Problème : La distribution des valeurs de DMO observée chez les personnes fracturées et celle observée en population générale se ressemblent. Les personnes à DMO très basse ne se fracturent pas forcément. Il y a donc d’autres facteurs, que la perte de densité osseuse, qui jouent un rôle dans les fractures dites de fragilité. Faut-il alors se soigner par anticipation ?

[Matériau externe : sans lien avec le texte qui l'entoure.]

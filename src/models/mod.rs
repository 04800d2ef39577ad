//! Data models for templates, pages and components.
//!
//! This module contains all the core data structures used throughout the application.
//! Models are independent of code generation, storage and the HTTP layer.

pub mod component;
pub mod document;
pub mod page;
pub mod properties;
pub mod template;
pub mod validation;

// Re-export all model types
pub use component::{Component, ComponentKind, ComponentStyle, PaletteCategory};
pub use document::TemplateDocument;
pub use page::{EditError, Page, PageContent, PageId, PagePatch};
pub use properties::{Properties, Record};
pub use template::{Template, TemplateId, TemplateMeta, TemplatePatch, MAX_NAME_LEN};
pub use validation::{FieldError, ValidationErrors};
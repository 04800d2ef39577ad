//! Pages: ordered component lists plus routing information.

use std::collections::HashSet;
use std::sync::LazyLock;

use chrono::{DateTime, Utc};
use regex::Regex;
use serde::{Deserialize, Serialize};
use serde_json::{Map, Value};

use super::component::{Component, ComponentKind, ComponentStyle};
use super::template::{TemplateId, MAX_NAME_LEN};
use super::validation::{field_path, ValidationErrors};

/// Identifier assigned by the store to a page.
pub type PageId = u64;

#[allow(clippy::expect_used)]
static SLUG_REGEX: LazyLock<Regex> =
    LazyLock::new(|| Regex::new(r"^[a-z0-9]+(?:-[a-z0-9]+)*$").expect("slug pattern is valid"));

/// Errors from editing the component list of a page.
#[derive(Debug, Clone, PartialEq, Eq, thiserror::Error)]
pub enum EditError {
    /// No component with the given id on this page
    #[error("Component not found: {0}")]
    ComponentNotFound(String),
    /// Index outside the component list
    #[error("Position {index} is out of range for {len} components")]
    OutOfRange {
        /// Requested index
        index: usize,
        /// Current list length
        len: usize,
    },
    /// Kind outside the supported set
    #[error("Unsupported component type: {0}")]
    UnsupportedKind(String),
}

/// Page content: everything about a page except store bookkeeping.
#[derive(Debug, Clone, PartialEq, Serialize, Deserialize)]
#[serde(rename_all = "camelCase")]
pub struct PageContent {
    /// Display name
    pub name: String,
    /// URL slug, used for the `page-<slug>.php` file name
    pub slug: String,
    /// Components in render order
    #[serde(default)]
    pub components: Vec<Component>,
    /// Whether this page renders as `index.php`
    #[serde(default)]
    pub is_home_page: bool,
}

impl PageContent {
    /// Creates an empty page.
    pub fn new(name: impl Into<String>, slug: impl Into<String>) -> Self {
        Self {
            name: name.into(),
            slug: slug.into(),
            components: Vec::new(),
            is_home_page: false,
        }
    }

    /// Validates all fields, collecting every problem.
    pub fn validate(&self) -> Result<(), ValidationErrors> {
        let mut errors = ValidationErrors::new();
        self.collect_errors("", &mut errors);
        errors.into_result()
    }

    pub(crate) fn collect_errors(&self, prefix: &str, errors: &mut ValidationErrors) {
        let name = self.name.trim();
        if name.is_empty() {
            errors.push(field_path(prefix, "name"), "Name must not be empty");
        } else if name.chars().count() > MAX_NAME_LEN {
            errors.push(
                field_path(prefix, "name"),
                format!("Name must be at most {MAX_NAME_LEN} characters"),
            );
        }

        if !SLUG_REGEX.is_match(&self.slug) {
            errors.push(
                field_path(prefix, "slug"),
                format!(
                    "Slug '{}' must be lowercase words separated by single hyphens",
                    self.slug
                ),
            );
        }

        let mut seen = HashSet::new();
        for (idx, component) in self.components.iter().enumerate() {
            let at = field_path(prefix, &format!("components[{idx}]"));
            if component.id.trim().is_empty() {
                errors.push(field_path(&at, "id"), "Component id must not be empty");
            } else if !seen.insert(component.id.as_str()) {
                errors.push(
                    field_path(&at, "id"),
                    format!("Duplicate component id '{}'", component.id),
                );
            }
            if !component.kind.is_known() {
                errors.push(
                    field_path(&at, "type"),
                    format!("Unsupported component type '{}'", component.kind),
                );
            }
        }
    }

    /// Finds a component by id.
    pub fn component(&self, id: &str) -> Option<&Component> {
        self.components.iter().find(|c| c.id == id)
    }

    fn position(&self, id: &str) -> Result<usize, EditError> {
        self.components
            .iter()
            .position(|c| c.id == id)
            .ok_or_else(|| EditError::ComponentNotFound(id.to_string()))
    }

    /// Adds a new component of `kind` with default properties.
    ///
    /// Appends when `index` is `None`, otherwise inserts before `index`.
    pub fn add_component(
        &mut self,
        kind: ComponentKind,
        index: Option<usize>,
    ) -> Result<&Component, EditError> {
        if !kind.is_known() {
            return Err(EditError::UnsupportedKind(kind.to_string()));
        }
        let len = self.components.len();
        let index = index.unwrap_or(len);
        if index > len {
            return Err(EditError::OutOfRange { index, len });
        }

        let mut component = Component::new(kind);
        while self.component(&component.id).is_some() {
            component.id = Component::generate_id(&component.kind);
        }
        self.components.insert(index, component);
        Ok(&self.components[index])
    }

    /// Merges a property patch into a component and optionally replaces its style.
    pub fn update_component(
        &mut self,
        id: &str,
        properties: Map<String, Value>,
        style: Option<ComponentStyle>,
    ) -> Result<&Component, EditError> {
        let idx = self.position(id)?;
        let component = &mut self.components[idx];
        component.properties.merge(properties);
        if let Some(style) = style {
            component.style = (!style.is_noop()).then_some(style);
        }
        Ok(&self.components[idx])
    }

    /// Removes a component and returns it.
    pub fn remove_component(&mut self, id: &str) -> Result<Component, EditError> {
        let idx = self.position(id)?;
        Ok(self.components.remove(idx))
    }

    /// Moves the component at `from` to `to`. Other components keep their
    /// relative order.
    pub fn move_component(&mut self, from: usize, to: usize) -> Result<(), EditError> {
        let len = self.components.len();
        for index in [from, to] {
            if index >= len {
                return Err(EditError::OutOfRange { index, len });
            }
        }
        let component = self.components.remove(from);
        self.components.insert(to, component);
        Ok(())
    }

    /// Moves the component with `id` to position `to`.
    pub fn move_component_by_id(&mut self, id: &str, to: usize) -> Result<(), EditError> {
        let from = self.position(id)?;
        self.move_component(from, to)
    }
}

/// A persisted page belonging to a template.
#[derive(Debug, Clone, PartialEq, Serialize, Deserialize)]
#[serde(rename_all = "camelCase")]
pub struct Page {
    /// Store-assigned identifier
    pub id: PageId,
    /// Owning template
    pub template_id: TemplateId,
    /// Page content
    #[serde(flatten)]
    pub content: PageContent,
    /// Creation timestamp
    pub created_at: DateTime<Utc>,
    /// Last modification timestamp
    pub updated_at: DateTime<Utc>,
}

/// Partial update of a page. Absent fields are left unchanged.
#[derive(Debug, Clone, Default, PartialEq, Serialize, Deserialize)]
#[serde(rename_all = "camelCase")]
pub struct PagePatch {
    /// New name
    #[serde(default)]
    pub name: Option<String>,
    /// New slug
    #[serde(default)]
    pub slug: Option<String>,
    /// Replacement component list
    #[serde(default)]
    pub components: Option<Vec<Component>>,
    /// New home page flag
    #[serde(default)]
    pub is_home_page: Option<bool>,
}

impl PagePatch {
    /// Returns `content` with this patch applied.
    ///
    /// A replacement component list may reorder, add or drop components, but a
    /// component that keeps its id must keep its type.
    pub fn apply_to(&self, content: &PageContent) -> Result<PageContent, ValidationErrors> {
        let mut next = content.clone();
        if let Some(name) = &self.name {
            next.name.clone_from(name);
        }
        if let Some(slug) = &self.slug {
            next.slug.clone_from(slug);
        }
        if let Some(components) = &self.components {
            let mut errors = ValidationErrors::new();
            for (idx, component) in components.iter().enumerate() {
                let stored = content.components.iter().find(|c| c.id == component.id);
                if let Some(stored) = stored.filter(|c| c.kind != component.kind) {
                    errors.push(
                        format!("components[{idx}].type"),
                        format!(
                            "Component '{}' is a {} and cannot become a {}",
                            component.id, stored.kind, component.kind
                        ),
                    );
                }
            }
            errors.into_result()?;
            next.components.clone_from(components);
        }
        if let Some(is_home_page) = self.is_home_page {
            next.is_home_page = is_home_page;
        }
        Ok(next)
    }
}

La Haute autorité de Santé (HAS) a répertorié des risques de fracture :
- Lorsque l’on a déjà subi une fracture de fragilité, la récidive est fréquente ;
- après 60 ans, l’os est de plus en plus vulnérable ;
- comme toujours, tabagisme et alcoolisme aggravent les risques ;
- la famille n’aide pas : si un parent du premier degré s’est déjà fracturé l’extrémité supérieure du fémur les risques sont augmentés ;
- certains médicaments (corticoïdes) abiment l’os ;
- être trop maigre n’est pas bon (masse corporelle < 19 kg/m2) ;
- chez la femme, une ménopause avant 40 ans accentue le risque ;
- la baisse de l’acuité visuelle, la prise de médicaments agissant sur la vigilance, les troubles neurologiques (perte d’équilibre), musculaires (diminution de la force) et orthopédiques (anomalies des membres inférieurs), sont des causes fréquentes de chutes avec fracture.
Les opposants aux traitement préventifs de l’ostéoporose affirment que c’est sous la pression mercantile des laboratoires pharmaceutique qu’un sujet « à risque » de fracture de fragilité est devenu un malade. A contrario, pour les partisans du dépistage et du traitement de l’ostéoporose, ils considèrent qu’elle est une authentique maladie qui faut rechercher et prendre en charge le plus tôt possible. Les plus sages pensent que des médicaments sont parfois utiles après une première fracture, ou après l’âge de 70 ans. Ils préconisent de commencer par diminuer le risque de chute, de s’exposer raisonnablement au soleil, qui améliore la qualité osseuse, et avoir une activité physique d’entretien à tout âge…
Affection ou business
Ce n’est pas tous les ans qu’une pandémie virale, telle que la Covid-19, enrichit les firmes pharmaceutiques qui ont su fabriquer un vaccin salvateur.
Une nouvelle stratégie consiste non pas à découvrir un médicament pour combattre une maladie, mais à trouver une maladie pour chaque molécule inventée. Ce façonnage de maladie (disease mongering) désigne un ensemble de pratiques destinées à accroître le marché d’un produit de santé par la création de nouvelles maladies. Comme l’a dénoncé Jörg Blech, certains groupes pharmaceutiques sont des inventeurs de maladies .
Le docteur Knock nous a prévenu que « Tout homme bien portant est un malade qui s’ignore ». L’industrie du médicament l’a bien compris et, sous couvert de science, transforme en maladie des difficultés normales de la vie. Le domaine psychologique est une mine inépuisable pour de nouveaux et lucratifs marchés. Le chagrin, la tristesse, le deuil, les mauvais résultats scolaires, l’inattention avec ou sans hyperactivité, les caprices enfantins, la timidité, etc, sont autant de troubles comportementaux que de belles molécules vont pouvoir corriger. La peur de perdre la vitalité de sa jeunesse, la crainte du délabrement physique, l’angoisse de la maladie sont tout autant exploités. Tous les processus inéluctables liés au vieillissement deviennent des symptômes à traiter médicalement. Or le symptôme n’est jamais la cause.
Rendu possible grâce à la complicité naïve ou boutiquière de leaders d’opinion et d’experts en santé, cette médicalisation outrancière des difficultés de l’existence engendre une maladie grave et contagieuse : la perte de confiance envers la médecine.